**Action item:**
Every line of the records that holds the word "AppState" should be copied.
######
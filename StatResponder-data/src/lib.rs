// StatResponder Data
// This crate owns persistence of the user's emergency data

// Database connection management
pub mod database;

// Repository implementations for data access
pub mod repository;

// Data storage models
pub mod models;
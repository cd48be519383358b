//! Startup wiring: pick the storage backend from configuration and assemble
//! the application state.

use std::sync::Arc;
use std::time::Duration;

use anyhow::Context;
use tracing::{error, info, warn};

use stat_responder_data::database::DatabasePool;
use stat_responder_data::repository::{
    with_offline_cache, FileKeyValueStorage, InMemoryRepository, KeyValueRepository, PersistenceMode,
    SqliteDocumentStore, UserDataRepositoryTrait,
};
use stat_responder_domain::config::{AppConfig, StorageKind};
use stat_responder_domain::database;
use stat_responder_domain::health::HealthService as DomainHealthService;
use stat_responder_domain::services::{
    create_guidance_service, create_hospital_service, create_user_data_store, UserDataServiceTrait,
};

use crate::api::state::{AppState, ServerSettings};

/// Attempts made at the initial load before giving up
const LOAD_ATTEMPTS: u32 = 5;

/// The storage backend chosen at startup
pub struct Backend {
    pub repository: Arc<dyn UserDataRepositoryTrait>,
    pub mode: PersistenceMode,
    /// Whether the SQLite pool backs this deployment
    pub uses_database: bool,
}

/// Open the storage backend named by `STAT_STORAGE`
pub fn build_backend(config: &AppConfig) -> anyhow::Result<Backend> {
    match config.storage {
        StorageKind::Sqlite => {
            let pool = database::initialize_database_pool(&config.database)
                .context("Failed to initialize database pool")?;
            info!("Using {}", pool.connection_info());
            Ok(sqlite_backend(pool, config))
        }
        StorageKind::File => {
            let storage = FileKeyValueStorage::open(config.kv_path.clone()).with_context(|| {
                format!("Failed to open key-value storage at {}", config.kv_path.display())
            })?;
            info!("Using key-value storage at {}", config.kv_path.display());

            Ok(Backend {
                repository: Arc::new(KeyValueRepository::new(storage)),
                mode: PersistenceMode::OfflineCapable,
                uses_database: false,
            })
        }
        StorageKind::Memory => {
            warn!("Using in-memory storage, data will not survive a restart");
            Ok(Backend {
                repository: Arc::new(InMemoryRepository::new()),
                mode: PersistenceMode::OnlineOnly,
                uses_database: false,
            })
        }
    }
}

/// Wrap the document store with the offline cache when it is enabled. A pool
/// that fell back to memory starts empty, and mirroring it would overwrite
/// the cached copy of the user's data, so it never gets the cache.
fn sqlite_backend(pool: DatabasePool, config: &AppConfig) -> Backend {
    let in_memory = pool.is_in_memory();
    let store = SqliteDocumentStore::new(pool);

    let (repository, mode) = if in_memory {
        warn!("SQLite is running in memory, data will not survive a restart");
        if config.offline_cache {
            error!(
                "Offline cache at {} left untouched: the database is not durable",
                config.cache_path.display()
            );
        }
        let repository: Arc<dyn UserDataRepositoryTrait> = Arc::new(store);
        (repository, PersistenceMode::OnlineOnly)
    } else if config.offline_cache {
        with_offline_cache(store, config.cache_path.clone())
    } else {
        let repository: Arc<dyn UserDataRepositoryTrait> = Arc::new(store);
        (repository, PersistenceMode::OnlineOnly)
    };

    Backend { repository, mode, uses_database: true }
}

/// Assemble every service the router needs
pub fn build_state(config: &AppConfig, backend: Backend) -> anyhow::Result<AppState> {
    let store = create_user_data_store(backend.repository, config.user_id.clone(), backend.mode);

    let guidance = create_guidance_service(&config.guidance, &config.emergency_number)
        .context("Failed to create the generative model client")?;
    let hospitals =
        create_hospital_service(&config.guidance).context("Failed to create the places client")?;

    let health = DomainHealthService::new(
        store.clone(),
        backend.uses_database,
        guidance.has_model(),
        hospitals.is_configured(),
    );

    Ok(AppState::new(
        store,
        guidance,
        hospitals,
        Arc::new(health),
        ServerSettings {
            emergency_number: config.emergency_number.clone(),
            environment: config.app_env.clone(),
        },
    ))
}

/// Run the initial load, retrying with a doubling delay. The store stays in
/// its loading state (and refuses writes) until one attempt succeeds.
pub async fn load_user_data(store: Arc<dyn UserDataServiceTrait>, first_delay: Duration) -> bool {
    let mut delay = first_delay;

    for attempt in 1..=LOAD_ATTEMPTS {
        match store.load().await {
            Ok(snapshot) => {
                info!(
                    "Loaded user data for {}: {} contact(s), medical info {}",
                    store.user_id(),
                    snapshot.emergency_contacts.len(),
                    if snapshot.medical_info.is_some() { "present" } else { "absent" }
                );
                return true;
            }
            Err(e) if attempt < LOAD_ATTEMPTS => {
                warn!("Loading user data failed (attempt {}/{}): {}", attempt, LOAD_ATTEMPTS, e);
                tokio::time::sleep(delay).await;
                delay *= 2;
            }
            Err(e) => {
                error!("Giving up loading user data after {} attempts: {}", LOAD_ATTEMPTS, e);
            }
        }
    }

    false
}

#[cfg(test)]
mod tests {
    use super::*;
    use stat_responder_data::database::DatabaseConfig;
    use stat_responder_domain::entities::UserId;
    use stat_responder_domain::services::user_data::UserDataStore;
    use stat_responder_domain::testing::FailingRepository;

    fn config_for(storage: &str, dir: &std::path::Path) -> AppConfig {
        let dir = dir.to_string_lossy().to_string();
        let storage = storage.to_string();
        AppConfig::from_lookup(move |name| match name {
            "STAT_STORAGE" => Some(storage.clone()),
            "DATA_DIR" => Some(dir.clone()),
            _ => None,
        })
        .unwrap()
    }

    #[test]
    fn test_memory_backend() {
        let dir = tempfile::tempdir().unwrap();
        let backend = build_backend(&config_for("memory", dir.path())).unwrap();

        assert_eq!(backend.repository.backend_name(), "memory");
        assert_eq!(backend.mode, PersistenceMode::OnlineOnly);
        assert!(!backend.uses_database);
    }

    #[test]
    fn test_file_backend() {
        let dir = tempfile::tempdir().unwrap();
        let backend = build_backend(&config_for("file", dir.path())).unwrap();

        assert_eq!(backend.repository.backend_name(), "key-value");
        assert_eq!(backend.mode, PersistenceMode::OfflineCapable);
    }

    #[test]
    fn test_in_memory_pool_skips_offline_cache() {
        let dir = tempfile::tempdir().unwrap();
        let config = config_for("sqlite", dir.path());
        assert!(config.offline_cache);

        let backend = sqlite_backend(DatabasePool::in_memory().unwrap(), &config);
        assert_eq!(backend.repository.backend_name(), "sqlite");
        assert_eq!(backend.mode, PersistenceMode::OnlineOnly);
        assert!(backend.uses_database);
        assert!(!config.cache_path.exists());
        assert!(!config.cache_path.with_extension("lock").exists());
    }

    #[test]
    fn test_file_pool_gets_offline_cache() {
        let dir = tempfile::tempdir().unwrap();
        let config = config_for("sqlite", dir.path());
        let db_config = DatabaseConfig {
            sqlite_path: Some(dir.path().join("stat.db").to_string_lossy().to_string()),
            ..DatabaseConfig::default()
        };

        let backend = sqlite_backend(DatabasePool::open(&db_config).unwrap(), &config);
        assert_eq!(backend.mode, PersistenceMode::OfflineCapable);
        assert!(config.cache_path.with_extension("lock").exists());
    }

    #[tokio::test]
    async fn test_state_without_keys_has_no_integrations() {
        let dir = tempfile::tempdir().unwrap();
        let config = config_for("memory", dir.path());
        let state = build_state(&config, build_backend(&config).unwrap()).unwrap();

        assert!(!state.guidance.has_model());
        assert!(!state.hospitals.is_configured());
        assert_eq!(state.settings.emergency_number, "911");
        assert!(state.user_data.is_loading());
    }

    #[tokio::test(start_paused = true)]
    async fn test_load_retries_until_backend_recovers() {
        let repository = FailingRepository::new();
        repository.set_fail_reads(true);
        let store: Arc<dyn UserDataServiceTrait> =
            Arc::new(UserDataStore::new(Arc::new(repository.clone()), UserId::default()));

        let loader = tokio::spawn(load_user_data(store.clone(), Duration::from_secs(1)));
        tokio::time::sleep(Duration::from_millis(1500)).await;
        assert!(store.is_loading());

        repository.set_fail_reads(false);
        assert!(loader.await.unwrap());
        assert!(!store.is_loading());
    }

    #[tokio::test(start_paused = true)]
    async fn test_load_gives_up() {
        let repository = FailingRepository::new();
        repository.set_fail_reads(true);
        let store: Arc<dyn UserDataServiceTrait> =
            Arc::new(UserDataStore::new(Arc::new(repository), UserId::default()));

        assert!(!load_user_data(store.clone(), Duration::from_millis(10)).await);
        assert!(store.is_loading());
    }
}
######
**Exercise solution:**
use crate::api::state::{AppState, ServerSettings};
pub fn build_state(config: &AppConfig, backend: Backend) -> anyhow::Result<AppState> {
    Ok(AppState::new(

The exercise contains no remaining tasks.